:: Data provided

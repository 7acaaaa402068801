//! Upload metrics.
//!
//! Counters are emitted through the `metrics` facade.  The library installs
//! no recorder; an embedding application that wants them installs its own
//! exporter and calls [`describe_metrics`] once.

use metrics::describe_counter;

// -- Metric name constants ----------------------------------------------------

/// Objects written with a single put (counter).
pub const SINGLE_PUTS_TOTAL: &str = "filer_single_puts_total";

/// Multipart chunks uploaded successfully (counter).
pub const PARTS_UPLOADED_TOTAL: &str = "filer_parts_uploaded_total";

/// Bytes carried by successfully uploaded chunks (counter).
pub const PART_BYTES_TOTAL: &str = "filer_part_bytes_total";

/// Multipart chunks that failed or were lost (counter).
pub const PARTS_FAILED_TOTAL: &str = "filer_parts_failed_total";

/// Multipart uploads completed (counter).
pub const MULTIPART_COMPLETIONS_TOTAL: &str = "filer_multipart_completions_total";

/// Multipart uploads aborted after a failure (counter).
pub const MULTIPART_ABORTS_TOTAL: &str = "filer_multipart_aborts_total";

/// Register metric descriptions with the global recorder.
pub fn describe_metrics() {
    describe_counter!(SINGLE_PUTS_TOTAL, "Objects written with a single put");
    describe_counter!(PARTS_UPLOADED_TOTAL, "Multipart chunks uploaded");
    describe_counter!(PART_BYTES_TOTAL, "Bytes uploaded as multipart chunks");
    describe_counter!(PARTS_FAILED_TOTAL, "Multipart chunks that failed");
    describe_counter!(MULTIPART_COMPLETIONS_TOTAL, "Multipart uploads completed");
    describe_counter!(MULTIPART_ABORTS_TOTAL, "Multipart uploads aborted");
}
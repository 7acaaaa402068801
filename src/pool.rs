//! Bounded background worker pool for chunk uploads.
//!
//! Jobs go through one `mpsc` queue drained by a fixed number of worker
//! tasks, so however many uploads a filer has open, at most `workers` chunks
//! are in flight at once.  Each job reports through its own `oneshot`
//! channel.

use std::future::Future;
use std::pin::Pin;
use std::sync::{Arc, Mutex};
use tokio::sync::{mpsc, oneshot};
use tracing::{debug, warn};

use crate::errors::{FilerError, Result};

type Job = Pin<Box<dyn Future<Output = ()> + Send>>;

/// Shared upload worker pool.
pub struct UploadPool {
    /// `None` once the pool has been shut down.
    queue: Mutex<Option<mpsc::UnboundedSender<Job>>>,
    workers: usize,
}

impl UploadPool {
    /// Start `workers` worker tasks (at least one) on the current tokio runtime.
    pub fn new(workers: usize) -> Self {
        let workers = workers.max(1);
        let (tx, rx) = mpsc::unbounded_channel::<Job>();
        let rx = Arc::new(tokio::sync::Mutex::new(rx));

        for id in 0..workers {
            tokio::spawn(run_worker(id, Arc::clone(&rx)));
        }

        debug!("upload pool started with {} workers", workers);

        Self {
            queue: Mutex::new(Some(tx)),
            workers,
        }
    }

    /// Number of worker tasks.
    pub fn workers(&self) -> usize {
        self.workers
    }

    /// Queue `task` and return the receiving end of its result.
    ///
    /// Fails once the pool has been shut down.
    pub fn submit<F, T>(&self, task: F) -> Result<oneshot::Receiver<T>>
    where
        F: Future<Output = T> + Send + 'static,
        T: Send + 'static,
    {
        let (result_tx, result_rx) = oneshot::channel();
        let job: Job = Box::pin(async move {
            // The receiver may have been dropped; the result is then unwanted.
            let _ = result_tx.send(task.await);
        });

        let queue = self.queue.lock().unwrap_or_else(|e| e.into_inner());
        let sender = queue.as_ref().ok_or_else(pool_closed)?;
        sender.send(job).map_err(|_| pool_closed())?;
        Ok(result_rx)
    }

    /// Stop accepting jobs.  Queued jobs still run; workers exit once the
    /// queue is drained.  Idempotent.
    pub fn shutdown(&self) {
        let mut queue = self.queue.lock().unwrap_or_else(|e| e.into_inner());
        if queue.take().is_some() {
            debug!("upload pool shut down");
        }
    }

    /// Whether [`UploadPool::shutdown`] has been called.
    pub fn is_shut_down(&self) -> bool {
        self.queue
            .lock()
            .unwrap_or_else(|e| e.into_inner())
            .is_none()
    }
}

fn pool_closed() -> FilerError {
    FilerError::Backend(anyhow::anyhow!("upload pool is shut down"))
}

async fn run_worker(id: usize, queue: Arc<tokio::sync::Mutex<mpsc::UnboundedReceiver<Job>>>) {
    loop {
        let job = { queue.lock().await.recv().await };
        let Some(job) = job else {
            break;
        };
        // A panicking job drops its result sender; the worker carries on.
        if let Err(e) = tokio::spawn(job).await {
            warn!("upload worker {} job failed: {}", id, e);
        }
    }
    debug!("upload worker {} stopped", id);
}
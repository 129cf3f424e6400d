use std::path::PathBuf;

use anyhow::{Context, Result};
use clap::{Parser, Subcommand};
use tracing::info;
use tracing_subscriber::EnvFilter;

use xmatch::catalogs::{load_reference_catalog_from_file, load_target_catalogs_from_files};
use xmatch::crossmatch::{cross_match, write_associations_to_file, CrossMatchConfig};
use xmatch::summary::{
    load_tce_files, load_toi_file, summarize_targets, write_summary_to_file, TCE_PREAMBLE_LINES,
    TOI_PREAMBLE_LINES,
};

#[derive(Parser)]
#[command(name = "xmatch")]
#[command(about = "Epoch-corrected one-to-one catalog cross-match", long_about = None)]
struct Cli {
    #[command(subcommand)]
    command: Commands,
}

#[derive(Subcommand)]
enum Commands {
    /// Cross-match a reference catalog against one or more target lists
    Match {
        /// Reference catalog CSV (id, ra, dec, pm_ra, pm_dec, magnitude)
        #[arg(long)]
        reference: PathBuf,

        /// Target list CSV; may be given several times
        #[arg(long = "target", required = true)]
        targets: Vec<PathBuf>,

        /// Association table to write
        #[arg(short, long)]
        output: PathBuf,

        /// JSON configuration; missing fields keep their defaults
        #[arg(short, long)]
        config: Option<PathBuf>,

        /// Write per-stage counts as JSON
        #[arg(long)]
        diagnostics: Option<PathBuf>,

        /// Preamble lines before the reference header
        #[arg(long, default_value = "0")]
        reference_skip_lines: usize,

        /// Preamble lines before each target-list header
        #[arg(long, default_value = "0")]
        target_skip_lines: usize,
    },

    /// Summarise TCE counts and TOI comment flags per TIC id
    Summarize {
        /// TOI catalog CSV
        #[arg(long)]
        toi: PathBuf,

        /// Sector tcestats CSV; may be given several times
        #[arg(long = "tce", required = true)]
        tces: Vec<PathBuf>,

        /// Summary table to write
        #[arg(short, long)]
        output: PathBuf,

        #[arg(long, default_value_t = TOI_PREAMBLE_LINES)]
        toi_skip_lines: usize,

        #[arg(long, default_value_t = TCE_PREAMBLE_LINES)]
        tce_skip_lines: usize,
    },
}

fn main() -> Result<()> {
    tracing_subscriber::fmt()
        .with_env_filter(
            EnvFilter::try_from_default_env().unwrap_or_else(|_| EnvFilter::new("info")),
        )
        .init();

    let cli = Cli::parse();
    match cli.command {
        Commands::Match {
            reference,
            targets,
            output,
            config,
            diagnostics,
            reference_skip_lines,
            target_skip_lines,
        } => {
            let config = match config {
                Some(path) => CrossMatchConfig::from_json_file(&path)
                    .with_context(|| format!("reading config {}", path.display()))?,
                None => CrossMatchConfig::default(),
            };
            info!("Config: {:?}", config);

            let reference_catalog =
                load_reference_catalog_from_file(&reference, reference_skip_lines)
                    .with_context(|| format!("loading reference catalog {}", reference.display()))?;
            let target_catalog = load_target_catalogs_from_files(&targets, target_skip_lines)
                .context("loading target lists")?;

            let result = cross_match(&reference_catalog.records, &target_catalog.records, &config)
                .context("cross-match failed")?;

            write_associations_to_file(&output, &result.associations)
                .with_context(|| format!("writing {}", output.display()))?;

            if let Some(path) = diagnostics {
                let report = serde_json::json!({
                    "config": config,
                    "reference_load": reference_catalog.stats,
                    "target_load": target_catalog.stats,
                    "crossmatch": result.diagnostics,
                });
                std::fs::write(&path, serde_json::to_string_pretty(&report)?)
                    .with_context(|| format!("writing diagnostics {}", path.display()))?;
                info!("Wrote diagnostics to {}", path.display());
            }
        }

        Commands::Summarize {
            toi,
            tces,
            output,
            toi_skip_lines,
            tce_skip_lines,
        } => {
            let toi_rows = load_toi_file(&toi, toi_skip_lines)
                .with_context(|| format!("loading TOI catalog {}", toi.display()))?;
            let tce_rows = load_tce_files(&tces, tce_skip_lines).context("loading TCE files")?;
            let summary = summarize_targets(&toi_rows, &tce_rows);
            write_summary_to_file(&output, &summary)
                .with_context(|| format!("writing {}", output.display()))?;
        }
    }
    Ok(())
}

::::

Task objective - For each line in the entries that holds "anyhow", return that line.

Answer to this problem -
    FilerError::Backend(anyhow::anyhow!("upload pool is shut down"))
use anyhow::{Context, Result};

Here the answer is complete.